Traduzir-se- Ferreira Goulart
"Traduzir-se " é um lindo poema do nosso querido poeta "Ferreira Goulart", maranhense de "São Luis", e que hoje já está bem idoso, com oitenta e cinco anos, mas todavia na ativa.
Uma parte de mim é todo mundo
Outra parte é ninguém , fundo sem fundo
Uma parte de mim é multidão
Outra parte estranheza e solidão
Uma parte de mim, pesa e pondera
Outra parte delira
Uma parte de mim, almoça e janta
Outra parte se espanta
Uma parte de mim é permanente
Outra parte se sabe de repente
Uma parte de mim é só vertigem
Outra parte linguagem
Traduzir uma parte na outra parte
Que é uma questão de vida e morte
Será arte ?
Será arte ?
Será arte ...?
Gosto muito deste poema , ele nos diz o quanto nos questionamos , o quanto os nossos conflitos nos açoitam na incompreensão, o quanto somos complexos e inquietos, e o quanto nos cobramos injustamente e sem razão.

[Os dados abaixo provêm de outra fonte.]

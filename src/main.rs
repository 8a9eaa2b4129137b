//! # YouTube News Feed
//!
//! Scrapes YouTube's news destination into categories of videos, enriches the
//! videos with statistics, descriptions and captions, and serves the result as
//! a JSON feed behind a small browser UI.
//!
//! ## Usage
//!
//! ```sh
//! yt_news_feed scrape
//! YOUTUBE_API_KEY=... yt_news_feed enrich
//! yt_news_feed serve --port 3001
//! ```
//!
//! ## Architecture
//!
//! The application is a chain of stages that hand JSON files to each other:
//! 1. **Scraping**: News page sections become categories of videos
//! 2. **Enrichment**: Per category, up to a batch cap of not-yet-processed
//!    videos get metadata and captions; processed ids are tracked on disk
//! 3. **Serving**: The enhanced dataset is served at `/api/videos`
//! 4. **Caption export**: Cleaned caption text per category and title

use clap::Parser;
use std::error::Error;
use tracing::{debug, error, info, instrument};
use tracing_subscriber::{EnvFilter, fmt as tfmt};

mod aggregate;
mod captions;
mod cli;
mod config;
mod error;
mod models;
mod outputs;
mod pipeline;
mod retry;
mod scrapers;
mod server;
mod sources;
mod tracker;
mod utils;

use cli::{CleanCaptionsArgs, Cli, Command, EnrichArgs, ScrapeArgs, ServeArgs};
use config::Settings;
use error::FeedError;
use pipeline::{EnrichOptions, EnrichmentPipeline};
use sources::transcript::TranscriptClient;
use sources::youtube_data::YouTubeDataClient;
use tracker::ProcessedTracker;
use utils::ensure_writable_parent;

#[tokio::main]
async fn main() -> Result<(), Box<dyn Error>> {
    // --- Tracing init ---
    let filter = EnvFilter::try_from_default_env().unwrap_or_else(|_| EnvFilter::new("info"));
    tfmt()
        .with_env_filter(filter)
        .with_target(true)
        .with_file(false)
        .with_line_number(false)
        .with_timer(tracing_subscriber::fmt::time::UtcTime::rfc_3339())
        .init();

    let start_time = std::time::Instant::now();
    info!(version = env!("CARGO_PKG_VERSION"), "yt_news_feed starting up");

    let cli = Cli::parse();
    debug!(?cli, "Parsed CLI arguments");

    let settings = match Settings::load(cli.config.as_deref()) {
        Ok(settings) => settings,
        Err(e) => {
            error!(error = %e, "Failed to load settings");
            return Err(e.into());
        }
    };

    let result = match cli.command {
        Command::Scrape(args) => scrape(settings, args).await,
        Command::Enrich(args) => enrich(settings, args).await,
        Command::Serve(args) => serve(settings, args).await,
        Command::CleanCaptions(args) => clean_captions(settings, args).await,
    };

    let elapsed = start_time.elapsed();
    match &result {
        Ok(()) => info!(?elapsed, secs = elapsed.as_secs(), "Execution complete"),
        Err(e) => error!(?elapsed, error = %e, "Execution failed"),
    }
    result
}

#[instrument(level = "info", skip_all)]
async fn scrape(mut settings: Settings, args: ScrapeArgs) -> Result<(), Box<dyn Error>> {
    settings.apply_scrape(&args);

    let categories = match &args.html_file {
        Some(path) => scrapers::youtube::index_snapshot(path).await?,
        None => {
            let url = args.url.as_deref().unwrap_or(args.feed.url());
            info!(%url, "Scraping news feed");
            scrapers::youtube::index_categories(url, &settings.scrape_retry_policy()).await?
        }
    };

    outputs::json::write_categorized(&categories, &settings.input_path).await?;
    info!(
        categories = categories.len(),
        videos = categories.values().map(Vec::len).sum::<usize>(),
        path = %settings.input_path.display(),
        "Process completed successfully"
    );
    Ok(())
}

#[instrument(level = "info", skip_all)]
async fn enrich(mut settings: Settings, args: EnrichArgs) -> Result<(), Box<dyn Error>> {
    settings.apply_enrich(&args);

    // Fail fast on a missing key, before reading or fetching anything.
    let metadata = match YouTubeDataClient::new(settings.youtube_api_key.as_deref()) {
        Ok(client) => client,
        Err(e @ FeedError::MissingCredential) => {
            error!("YouTube API key not found in environment variables");
            return Err(e.into());
        }
        Err(e) => return Err(e.into()),
    };
    let captions = TranscriptClient::new(settings.caption_languages.clone())?;

    ensure_writable_parent(&settings.output_path).await?;
    let dataset = outputs::json::read_categorized(&settings.input_path).await?;

    let pipeline = EnrichmentPipeline::new(
        &dataset,
        ProcessedTracker::new(&settings.processed_path),
        EnrichOptions::from(&settings),
        metadata,
        captions,
    );
    aggregate::run_enrichment(&pipeline, args.category.as_ref(), &settings.output_path).await?;
    Ok(())
}

#[instrument(level = "info", skip_all)]
async fn serve(mut settings: Settings, args: ServeArgs) -> Result<(), Box<dyn Error>> {
    settings.apply_serve(&args);

    let state = server::AppState::new(&settings.output_path);
    server::start_http_server(state, &settings.public_dir, settings.port).await?;
    Ok(())
}

#[instrument(level = "info", skip_all)]
async fn clean_captions(mut settings: Settings, args: CleanCaptionsArgs) -> Result<(), Box<dyn Error>> {
    settings.apply_clean_captions(&args);

    captions::extract_and_clean_captions(&settings.output_path, &settings.captions_path).await?;
    Ok(())
}
//! Persistence of the processed-videos set.
//!
//! The tracker file is read at the start of each category run and rewritten in
//! full after every successful enrichment. There is no locking: one process is
//! expected to own the file, and concurrent writers race with the last one
//! winning.

use crate::error::{FeedError, Result};
use crate::models::ProcessedVideos;
use std::path::PathBuf;
use tokio::fs;
use tracing::{debug, instrument, warn};

/// Reads and writes the `{"processedVideos": {...}}` file.
#[derive(Debug, Clone)]
pub struct ProcessedTracker {
    path: PathBuf,
}

impl ProcessedTracker {
    pub fn new(path: impl Into<PathBuf>) -> Self {
        Self { path: path.into() }
    }

    /// Load the persisted set, or an empty one if the file is absent or unreadable.
    ///
    /// Never fails: losing the history only means videos get enriched again.
    #[instrument(level = "debug", skip_all, fields(path = %self.path.display()))]
    pub async fn load(&self) -> ProcessedVideos {
        let text = match fs::read_to_string(&self.path).await {
            Ok(text) => text,
            Err(e) if e.kind() == std::io::ErrorKind::NotFound => {
                debug!("No processed-videos file yet, starting fresh");
                return ProcessedVideos::default();
            }
            Err(e) => {
                warn!(error = %e, "Could not read processed videos, starting fresh");
                return ProcessedVideos::default();
            }
        };

        match serde_json::from_str::<ProcessedVideos>(&text) {
            Ok(processed) => {
                debug!(count = processed.len(), "Loaded processed videos");
                processed
            }
            Err(e) => {
                warn!(error = %e, "Could not parse processed videos, starting fresh");
                ProcessedVideos::default()
            }
        }
    }

    /// Overwrite the file with `processed`.
    ///
    /// The JSON is written to a sibling temp file and renamed into place so a
    /// reader never sees a half-written file.
    #[instrument(level = "debug", skip_all, fields(path = %self.path.display(), count = processed.len()))]
    pub async fn save(&self, processed: &ProcessedVideos) -> Result<()> {
        let json = serde_json::to_string_pretty(processed)?;

        if let Some(parent) = self.path.parent().filter(|p| !p.as_os_str().is_empty()) {
            fs::create_dir_all(parent)
                .await
                .map_err(|e| FeedError::persistence(parent, e))?;
        }

        let mut tmp_name = self.path.as_os_str().to_owned();
        tmp_name.push(".tmp");
        let tmp_path = PathBuf::from(tmp_name);

        fs::write(&tmp_path, json)
            .await
            .map_err(|e| FeedError::persistence(&tmp_path, e))?;
        fs::rename(&tmp_path, &self.path)
            .await
            .map_err(|e| FeedError::persistence(&self.path, e))?;
        Ok(())
    }
}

Gosto do estilo de Goulart , que corta o pensamento para a reflexão;
" Uma parte de mim pesa e pondera,
Outra parte delira ".
O racional e o emotivo fazem parte do ser humano ,a vontade de "chutar o balde" e devanear sem limites, de soltar a alma ao vento, de não se cobrar ,ou cobrar ao próximo o tempo todo por qualquer coisinha tola. Nos convida ao respeito , em primeiro lugar a si próprio, nos afirmando sem rodeios , que nos parecemos na essência e na busca interior.
" Uma parte de mim é permanente , outra parte se sabe de repente".
Aqui vemos o quanto o homem não se conhece, como já havia dito "Platão", que somos previsíveis enquanto não colocados ao limite, depois não mais.
" Uma parte de mim é só vertigem, outra parte ,linguagem".
Novamente encontramos a formulação do que chamamos " ser poeta", a "vertigem" que não se pode repaginar, pois é única em cada um, e completa a primeira oração ; " Uma parte de mim é todo o mundo, outra parte é ninguém, fundo sem fundo". Percebem ? A vertigem é o abismo em que o poeta mergulha sem perceber, sem controle e sem limites, o que o torna diferente no pensar. "Outra parte , estranheza e solidão".
O poeta vai para o seu canto, recolhido em suas ideias, e se afunda num oceano estranho e solitário, na sua percepção que nada tem haver com academias, conceitos ou regras estabelecidas, nasceu com ele desde o ventre. Traduzir-se é uma questão de vida e morte, é sobrevivência, é compreender-se , aceitar-se . Será arte ? Talvez seja !
PS; Conheci este poema, quando o cantor e compositor "Fagner" o musicou, no ano 1981 , e deu o título ao LP , "Traduzir-se", que é ótimo.
Muitos de vocês se lembram de "Ferreira Goulart", um homem alto e magro,de rosto bondoso ,com pesadas lentes, já um tanto encurvado pelo tempo, de longa cabeleira branca, e que vai a todas as despedidas dos literatas da sua geração, como recentemente na de Suassuna, e espero que ele se demore mais um pouco por aqui.